## Exercise
Every record must be repeated exactly, with no omission.
━━━━━ The data ━━━━━
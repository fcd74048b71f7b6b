use super::*;

#[test]
fn test_player_opponent() {
    assert_eq!(Player::X.opponent(), Player::O);
    assert_eq!(Player::O.opponent(), Player::X);
}

#[test]
fn test_cell_player() {
    assert_eq!(Cell::Empty.player(), None);
    assert_eq!(Cell::X.player(), Some(Player::X));
    assert_eq!(Cell::from(Player::O), Cell::O);
}

#[test]
fn test_pos_conversion() {
    let pos = Pos::new(1, 2);
    assert_eq!(pos.to_index(3), 5);
    assert_eq!(pos.to_index(4), 6);
    assert_eq!(Pos::from_index(5, 3), pos);
    assert_eq!(Pos::from_index(15, 4), Pos::new(3, 3));
}

#[test]
fn test_pos_ordering() {
    let pos1 = Pos::new(0, 0);
    let pos2 = Pos::new(0, 2);
    let pos3 = Pos::new(1, 0);

    assert!(pos1 < pos2);
    assert!(pos2 < pos3);
}

#[test]
fn test_new_board() {
    for size in 1..=5 {
        let board = Board::new(size);
        assert_eq!(board.size(), size);
        assert_eq!(board.cells().len(), size * size);
        assert!(board.cells().iter().all(|c| c.is_empty()));
        assert_eq!(board.current_player(), Player::X);
        assert!(!board.is_over());
        assert_eq!(board.winner(), None);
        assert_eq!(board.status(), GameStatus::InProgress);
    }
}

#[test]
#[should_panic]
fn test_zero_size_board_panics() {
    let _ = Board::new(0);
}

#[test]
fn test_turns_alternate() {
    let mut board = Board::new(3);
    let moves = [Pos::new(0, 0), Pos::new(1, 1), Pos::new(0, 1), Pos::new(0, 2)];
    for (k, pos) in moves.into_iter().enumerate() {
        let expected = if k % 2 == 0 { Player::X } else { Player::O };
        assert_eq!(board.current_player(), expected);
        board.place(pos, expected).unwrap();
    }
    assert_eq!(board.current_player(), Player::X);
    assert_eq!(board.count(Player::X), 2);
    assert_eq!(board.count(Player::O), 2);
}

#[test]
fn test_place_rejections_leave_board_unchanged() {
    let mut board = Board::new(3);
    board.place(Pos::new(1, 1), Player::X).unwrap();
    let snapshot = board.clone();

    assert_eq!(
        board.place(Pos::new(1, 1), Player::O),
        Err(PlaceError::Occupied { row: 1, col: 1 })
    );
    assert_eq!(
        board.place(Pos::new(3, 0), Player::O),
        Err(PlaceError::OutOfBounds { row: 3, col: 0, size: 3 })
    );
    assert_eq!(
        board.place(Pos::new(0, 0), Player::X),
        Err(PlaceError::WrongTurn { expected: Player::O, got: Player::X })
    );
    assert_eq!(board, snapshot);
}

#[test]
fn test_place_after_game_over() {
    let mut board: Board = "XXX/OO./...".parse().unwrap();
    assert!(board.is_over());
    let snapshot = board.clone();

    assert_eq!(board.place(Pos::new(2, 2), Player::O), Err(PlaceError::GameOver));
    assert_eq!(board, snapshot);
}

#[test]
fn test_win_ends_game_without_passing_turn() {
    let mut board = Board::new(3);
    for pos in [Pos::new(0, 0), Pos::new(1, 0), Pos::new(0, 1), Pos::new(1, 1)] {
        let player = board.current_player();
        board.place(pos, player).unwrap();
    }
    let status = board.place(Pos::new(0, 2), Player::X).unwrap();

    assert_eq!(status, GameStatus::Won(Player::X));
    assert!(board.is_over());
    assert_eq!(board.winner(), Some(Player::X));
    assert_eq!(board.current_player(), Player::X);
}

#[test]
fn test_full_board_is_draw() {
    let mut board: Board = "XOX/XOO/OX.".parse().unwrap();
    assert!(!board.is_over());
    assert_eq!(board.current_player(), Player::X);

    let status = board.place(Pos::new(2, 2), Player::X).unwrap();
    assert_eq!(status, GameStatus::Draw);
    assert!(board.is_over());
    assert_eq!(board.winner(), None);
}

#[test]
fn test_single_cell_board() {
    let mut board = Board::new(1);
    let status = board.place(Pos::new(0, 0), Player::X).unwrap();
    assert_eq!(status, GameStatus::Won(Player::X));
}

#[test]
fn test_reset() {
    let mut board: Board = "XXX/OO./...".parse().unwrap();
    board.reset();
    assert_eq!(board, Board::new(3));
}

#[test]
fn test_is_empty() {
    let board: Board = "X../.../...".parse().unwrap();
    assert!(!board.is_empty(Pos::new(0, 0)));
    assert!(board.is_empty(Pos::new(0, 1)));
    assert!(!board.is_empty(Pos::new(0, 3)));
}

#[test]
fn test_empty_cells_row_major() {
    let board: Board = "X.O/.X./O..".parse().unwrap();
    let empty: Vec<Pos> = board.empty_cells().collect();
    assert_eq!(
        empty,
        vec![
            Pos::new(0, 1),
            Pos::new(1, 0),
            Pos::new(1, 2),
            Pos::new(2, 1),
            Pos::new(2, 2),
        ]
    );
}

#[test]
fn test_mark_unmark_restores_board() {
    let mut board: Board = "X../.O./...".parse().unwrap();
    let snapshot = board.clone();
    board.mark(Pos::new(2, 2), Player::X);
    assert_eq!(board.get(Pos::new(2, 2)), Some(Cell::X));
    assert_eq!(board.current_player(), Player::X);
    board.unmark(Pos::new(2, 2));
    assert_eq!(board, snapshot);
}

#[test]
fn test_display_round_trip() {
    let board: Board = "XO../.X../..O./....".parse().unwrap();
    assert_eq!(board.to_string(), "XO..\n.X..\n..O.\n....");
    assert_eq!(board.to_string().parse::<Board>().unwrap(), board);
}

#[test]
fn test_parse_errors() {
    assert_eq!("".parse::<Board>(), Err(ParseBoardError::Empty));
    assert_eq!(
        "XO/.".parse::<Board>(),
        Err(ParseBoardError::Ragged { row: 1, len: 1, size: 2 })
    );
    assert_eq!(
        "X?/..".parse::<Board>(),
        Err(ParseBoardError::InvalidChar { ch: '?' })
    );
    assert_eq!(
        "OO./.../...".parse::<Board>(),
        Err(ParseBoardError::ImpossibleCounts { x: 0, o: 2 })
    );
    assert_eq!(
        "XXX/.../...".parse::<Board>(),
        Err(ParseBoardError::ImpossibleCounts { x: 3, o: 0 })
    );
}

#[test]
fn test_parse_rejects_unreachable_wins() {
    assert_eq!("XXX/OOO/...".parse::<Board>(), Err(ParseBoardError::BothWon));
    assert_eq!(
        "OOO/XX./XX.".parse::<Board>(),
        Err(ParseBoardError::ImpossibleWin { winner: Player::O, x: 4, o: 3 })
    );
    assert_eq!(
        "XXX/OO./O..".parse::<Board>(),
        Err(ParseBoardError::ImpossibleWin { winner: Player::X, x: 3, o: 3 })
    );
    // A finishing move may complete two lines at once
    let board: Board = "XXX/XOO/XOO".parse().unwrap();
    assert_eq!(board.winner(), Some(Player::X));
}

#[test]
fn test_try_new() {
    assert_eq!(Board::try_new(0), None);
    assert_eq!(Board::try_new(3), Some(Board::new(3)));
}

#[test]
fn test_parse_derives_turn() {
    let board: Board = "X../.../...".parse().unwrap();
    assert_eq!(board.current_player(), Player::O);

    let board: Board = "XO./.../...".parse().unwrap();
    assert_eq!(board.current_player(), Player::X);
}

#[test]
fn test_place_error_messages() {
    assert_eq!(
        PlaceError::Occupied { row: 0, col: 2 }.to_string(),
        "cell (0, 2) is already occupied"
    );
    assert_eq!(PlaceError::GameOver.to_string(), "game is already over");
}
━━━━━
## Written answer
repository fcd74048b71f7b6b
use super::*;

#[test]
fn test_player_opponent() {
    assert_eq!(Player::X.opponent(), Player::O);
    assert_eq!(Player::O.opponent(), Player::X);
}

#[test]
fn test_cell_player() {
    assert_eq!(Cell::Empty.player(), None);
    assert_eq!(Cell::X.player(), Some(Player::X));
    assert_eq!(Cell::from(Player::O), Cell::O);
}

#[test]
fn test_pos_conversion() {
    let pos = Pos::new(1, 2);
    assert_eq!(pos.to_index(3), 5);
    assert_eq!(pos.to_index(4), 6);
    assert_eq!(Pos::from_index(5, 3), pos);
    assert_eq!(Pos::from_index(15, 4), Pos::new(3, 3));
}

#[test]
fn test_pos_ordering() {
    let pos1 = Pos::new(0, 0);
    let pos2 = Pos::new(0, 2);
    let pos3 = Pos::new(1, 0);

    assert!(pos1 < pos2);
    assert!(pos2 < pos3);
}

#[test]
fn test_new_board() {
    for size in 1..=5 {
        let board = Board::new(size);
        assert_eq!(board.size(), size);
        assert_eq!(board.cells().len(), size * size);
        assert!(board.cells().iter().all(|c| c.is_empty()));
        assert_eq!(board.current_player(), Player::X);
        assert!(!board.is_over());
        assert_eq!(board.winner(), None);
        assert_eq!(board.status(), GameStatus::InProgress);
    }
}

#[test]
#[should_panic]
fn test_zero_size_board_panics() {
    let _ = Board::new(0);
}

#[test]
fn test_turns_alternate() {
    let mut board = Board::new(3);
    let moves = [Pos::new(0, 0), Pos::new(1, 1), Pos::new(0, 1), Pos::new(0, 2)];
    for (k, pos) in moves.into_iter().enumerate() {
        let expected = if k % 2 == 0 { Player::X } else { Player::O };
        assert_eq!(board.current_player(), expected);
        board.place(pos, expected).unwrap();
    }
    assert_eq!(board.current_player(), Player::X);
    assert_eq!(board.count(Player::X), 2);
    assert_eq!(board.count(Player::O), 2);
}

#[test]
fn test_place_rejections_leave_board_unchanged() {
    let mut board = Board::new(3);
    board.place(Pos::new(1, 1), Player::X).unwrap();
    let snapshot = board.clone();

    assert_eq!(
        board.place(Pos::new(1, 1), Player::O),
        Err(PlaceError::Occupied { row: 1, col: 1 })
    );
    assert_eq!(
        board.place(Pos::new(3, 0), Player::O),
        Err(PlaceError::OutOfBounds { row: 3, col: 0, size: 3 })
    );
    assert_eq!(
        board.place(Pos::new(0, 0), Player::X),
        Err(PlaceError::WrongTurn { expected: Player::O, got: Player::X })
    );
    assert_eq!(board, snapshot);
}

#[test]
fn test_place_after_game_over() {
    let mut board: Board = "XXX/OO./...".parse().unwrap();
    assert!(board.is_over());
    let snapshot = board.clone();

    assert_eq!(board.place(Pos::new(2, 2), Player::O), Err(PlaceError::GameOver));
    assert_eq!(board, snapshot);
}

#[test]
fn test_win_ends_game_without_passing_turn() {
    let mut board = Board::new(3);
    for pos in [Pos::new(0, 0), Pos::new(1, 0), Pos::new(0, 1), Pos::new(1, 1)] {
        let player = board.current_player();
        board.place(pos, player).unwrap();
    }
    let status = board.place(Pos::new(0, 2), Player::X).unwrap();

    assert_eq!(status, GameStatus::Won(Player::X));
    assert!(board.is_over());
    assert_eq!(board.winner(), Some(Player::X));
    assert_eq!(board.current_player(), Player::X);
}

#[test]
fn test_full_board_is_draw() {
    let mut board: Board = "XOX/XOO/OX.".parse().unwrap();
    assert!(!board.is_over());
    assert_eq!(board.current_player(), Player::X);

    let status = board.place(Pos::new(2, 2), Player::X).unwrap();
    assert_eq!(status, GameStatus::Draw);
    assert!(board.is_over());
    assert_eq!(board.winner(), None);
}

#[test]
fn test_single_cell_board() {
    let mut board = Board::new(1);
    let status = board.place(Pos::new(0, 0), Player::X).unwrap();
    assert_eq!(status, GameStatus::Won(Player::X));
}

#[test]
fn test_reset() {
    let mut board: Board = "XXX/OO./...".parse().unwrap();
    board.reset();
    assert_eq!(board, Board::new(3));
}

#[test]
fn test_is_empty() {
    let board: Board = "X../.../...".parse().unwrap();
    assert!(!board.is_empty(Pos::new(0, 0)));
    assert!(board.is_empty(Pos::new(0, 1)));
    assert!(!board.is_empty(Pos::new(0, 3)));
}

#[test]
fn test_empty_cells_row_major() {
    let board: Board = "X.O/.X./O..".parse().unwrap();
    let empty: Vec<Pos> = board.empty_cells().collect();
    assert_eq!(
        empty,
        vec![
            Pos::new(0, 1),
            Pos::new(1, 0),
            Pos::new(1, 2),
            Pos::new(2, 1),
            Pos::new(2, 2),
        ]
    );
}

#[test]
fn test_mark_unmark_restores_board() {
    let mut board: Board = "X../.O./...".parse().unwrap();
    let snapshot = board.clone();
    board.mark(Pos::new(2, 2), Player::X);
    assert_eq!(board.get(Pos::new(2, 2)), Some(Cell::X));
    assert_eq!(board.current_player(), Player::X);
    board.unmark(Pos::new(2, 2));
    assert_eq!(board, snapshot);
}

#[test]
fn test_display_round_trip() {
    let board: Board = "XO../.X../..O./....".parse().unwrap();
    assert_eq!(board.to_string(), "XO..\n.X..\n..O.\n....");
    assert_eq!(board.to_string().parse::<Board>().unwrap(), board);
}

#[test]
fn test_parse_errors() {
    assert_eq!("".parse::<Board>(), Err(ParseBoardError::Empty));
    assert_eq!(
        "XO/.".parse::<Board>(),
        Err(ParseBoardError::Ragged { row: 1, len: 1, size: 2 })
    );
    assert_eq!(
        "X?/..".parse::<Board>(),
        Err(ParseBoardError::InvalidChar { ch: '?' })
    );
    assert_eq!(
        "OO./.../...".parse::<Board>(),
        Err(ParseBoardError::ImpossibleCounts { x: 0, o: 2 })
    );
    assert_eq!(
        "XXX/.../...".parse::<Board>(),
        Err(ParseBoardError::ImpossibleCounts { x: 3, o: 0 })
    );
}

#[test]
fn test_parse_rejects_unreachable_wins() {
    assert_eq!("XXX/OOO/...".parse::<Board>(), Err(ParseBoardError::BothWon));
    assert_eq!(
        "OOO/XX./XX.".parse::<Board>(),
        Err(ParseBoardError::ImpossibleWin { winner: Player::O, x: 4, o: 3 })
    );
    assert_eq!(
        "XXX/OO./O..".parse::<Board>(),
        Err(ParseBoardError::ImpossibleWin { winner: Player::X, x: 3, o: 3 })
    );
    // A finishing move may complete two lines at once
    let board: Board = "XXX/XOO/XOO".parse().unwrap();
    assert_eq!(board.winner(), Some(Player::X));
}

#[test]
fn test_try_new() {
    assert_eq!(Board::try_new(0), None);
    assert_eq!(Board::try_new(3), Some(Board::new(3)));
}

#[test]
fn test_parse_derives_turn() {
    let board: Board = "X../.../...".parse().unwrap();
    assert_eq!(board.current_player(), Player::O);

    let board: Board = "XO./.../...".parse().unwrap();
    assert_eq!(board.current_player(), Player::X);
}

#[test]
fn test_place_error_messages() {
    assert_eq!(
        PlaceError::Occupied { row: 0, col: 2 }.to_string(),
        "cell (0, 2) is already occupied"
    );
    assert_eq!(PlaceError::GameOver.to_string(), "game is already over");
}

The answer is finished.